Investigating Antisemitic Bias in German Parliamentary Proceedings

Explore ethno-religious biases within German parliamentary proceedings reaching from 1867 - 2020, based on word embeddings that are trained from scratch on eight different slices of proceedings, with each slice corresponding to one of the following historical periods.

	Kaiserreich I	Kaiserreich II	Weimar	NS	CDU I	SPD I	CDU II	SPD II	CDU III
start	1867	1890	1918	1933	1949	1969	1982	1998	2005
end	1890	1918	1933	1942	1969	1982	1998	2005	2020

The four target sets to investigate bias are:

Judaism
Christianity
Catholicism
Protestantism

Based on those targets sets, four explicit bias specifications of the form B_E = (T₁, T₂, A₁, A₂) as per the definition of Lauscher et al. get tested for the presence of anti-semitic bias, namely:

B_E1 = (T_Christian, T_Jewish, A_pos, A_neg)
B_E2 = (T_Protestant, T_Catholic, A_pos, A_neg)
B_E3 = (T_Protestant, T_Jewish, A_pos, A_neg)
B_E4 = (T_Catholic, T_Jewish, A_pos, A_neg)

A_pos respectively A_neg are placeholders for the opposing attribute sets of six antisemitic streams s in S. S covers six anti-semitic streams, namely religious, economic, patriotic, racial, conspiratorial and ethic streams. Each stream is semantically linked to antisemitic tendencies that subsume commonly-held stereotypes towards Jews. The constituent terms of all target and attribute sets can be taken from ./data/specifications.

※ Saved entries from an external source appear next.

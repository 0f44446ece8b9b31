//! Core types, errors, configuration and logging

pub mod types;
pub mod error;
pub mod logging;
pub mod config;
pub mod camera;

pub use types::*;
pub use error::{Error, DataError};
pub use config::BakeConfig;
pub use camera::Camera;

All trained word2vec models used for the bias experiments in the thesis are provided in the ./models folder, with the corresponding vocab in the ./vocab folder. Hence, the results of all bias experiments should be reproducible. The temporally aligned TWEC models for plotting semantic shifts are provided under ./models/aligned and ./models/aligned_brd respectively. The PPMI matrices for running label propagation are to be found in the ./matrices folder and their vocab in ./ppmi_vocab.

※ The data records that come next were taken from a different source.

//! Materials and the per-level material intern table.

use std::collections::HashMap;
use std::hash::{Hash, Hasher};

use serde::{Deserialize, Serialize};

/// How a material blends with what is already drawn
#[derive(Clone, Copy, Debug, Default, PartialEq, Eq, Hash, PartialOrd, Ord, Serialize, Deserialize)]
pub enum BlendMode {
    #[default]
    Opaque,
    Additive,
    Multiply,
    AlphaBlend,
    FactorBlend,
}

/// Base-color texture plus blend state.
///
/// Two materials are equal when texture and blend mode match; the color-space
/// flag rides along with the first material interned.
#[derive(Clone, Debug, Serialize, Deserialize)]
pub struct Material {
    /// Texture name, upper-cased so lookups are case-insensitive
    pub texture: String,
    pub blend: BlendMode,
    /// Texture data is in sRGB space
    #[serde(default = "default_srgb")]
    pub srgb: bool,
}

fn default_srgb() -> bool {
    true
}

impl Material {
    pub fn new(texture: impl AsRef<str>, blend: BlendMode) -> Self {
        Self {
            texture: texture.as_ref().to_uppercase(),
            blend,
            srgb: true,
        }
    }
}

impl PartialEq for Material {
    fn eq(&self, other: &Self) -> bool {
        self.texture == other.texture && self.blend == other.blend
    }
}

impl Eq for Material {}

impl Hash for Material {
    fn hash<H: Hasher>(&self, state: &mut H) {
        self.texture.hash(state);
        self.blend.hash(state);
    }
}

/// Stable handle to an interned material
#[derive(Clone, Copy, Debug, PartialEq, Eq, Hash, PartialOrd, Ord)]
pub struct MaterialId(pub u32);

/// Assigns stable ids to materials for the lifetime of a level.
#[derive(Default)]
pub struct MaterialTable {
    materials: Vec<Material>,
    lookup: HashMap<Material, MaterialId>,
}

impl MaterialTable {
    pub fn new() -> Self {
        Self::default()
    }

    /// Return the id for `material`, inserting it on first use.
    pub fn intern(&mut self, material: Material) -> MaterialId {
        if let Some(&id) = self.lookup.get(&material) {
            return id;
        }
        let id = MaterialId(self.materials.len() as u32);
        self.materials.push(material.clone());
        self.lookup.insert(material, id);
        id
    }

    pub fn get(&self, id: MaterialId) -> &Material {
        &self.materials[id.0 as usize]
    }

    pub fn find(&self, material: &Material) -> Option<MaterialId> {
        self.lookup.get(material).copied()
    }

    pub fn len(&self) -> usize {
        self.materials.len()
    }

    pub fn is_empty(&self) -> bool {
        self.materials.is_empty()
    }

    pub fn iter(&self) -> impl Iterator<Item = (MaterialId, &Material)> {
        self.materials
            .iter()
            .enumerate()
            .map(|(i, m)| (MaterialId(i as u32), m))
    }
}

#[cfg(test)]
mod tests {
    use super::*;

    #[test]
    fn test_intern_is_stable() {
        let mut table = MaterialTable::new();
        let a = table.intern(Material::new("stone.tga", BlendMode::Opaque));
        let b = table.intern(Material::new("grass.tga", BlendMode::AlphaBlend));
        let a2 = table.intern(Material::new("STONE.TGA", BlendMode::Opaque));

        assert_eq!(a, a2);
        assert_ne!(a, b);
        assert_eq!(table.len(), 2);
        assert_eq!(table.get(b).texture, "GRASS.TGA");
    }

    #[test]
    fn test_blend_mode_distinguishes_materials() {
        let mut table = MaterialTable::new();
        let opaque = table.intern(Material::new("water.tga", BlendMode::Opaque));
        let blended = table.intern(Material::new("water.tga", BlendMode::AlphaBlend));
        assert_ne!(opaque, blended);
        assert_eq!(table.get(blended).blend, BlendMode::AlphaBlend);
    }

    #[test]
    fn test_color_space_flag_ignored_for_identity() {
        let mut table = MaterialTable::new();
        let mut linear = Material::new("mask.tga", BlendMode::Opaque);
        linear.srgb = false;
        let id = table.intern(linear);
        assert_eq!(table.find(&Material::new("mask.tga", BlendMode::Opaque)), Some(id));
        assert!(!table.get(id).srgb);
    }
}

The folders ./data/reichstag and ./data/bundestag contain the preprocessed proceedings corresponding to each historic slice.

Originally, four original collections of OCR-ed and sentence-tokenized, but otherwise unprocessed parliamentary proceedings (1895.corr.seg, 1918.corr.seg, 1933.corr.seg, 1942.corr.seg) were available. Check 1942.corr.seg in the ./data folder for a sample of the original data.

The following steps need to be taken to first preprocess and vectorize the data, and to then apply several bias evaluation methods on the data representation of each historic slice.

Reichstag

Extract Reichstag proceedings from each of the original files (e.g. '1942.corr.seg'):

python extract_proceedings.py [file] (output will be saved in ./data/protocols_1942)

After the protocols from all 4 original files are extracted, either create historically aligned slices or slices that are balanced in number of documents per slice:

python create_corpora.py -s [historic|balanced] (historic output will be saved in ./data/kaiserreich_1, ./data/kaiserreich_2, ./data/weimar, ./data/ns, ./data/cdu_1, etc.)

Process the resulting slices by applying a cascade of text processing functions on each extracted protocol; specify protocol_type as either RT (Reichstagsprotokolle) or BRD (Bundestagsprotokolle) as the processing steps slightly vary between Reichstag and Bundestag proceedings:

python process_protocols [slice_folder] [protocol_type] (output will be saved in ./data/kaiserreich_1_processed, etc.)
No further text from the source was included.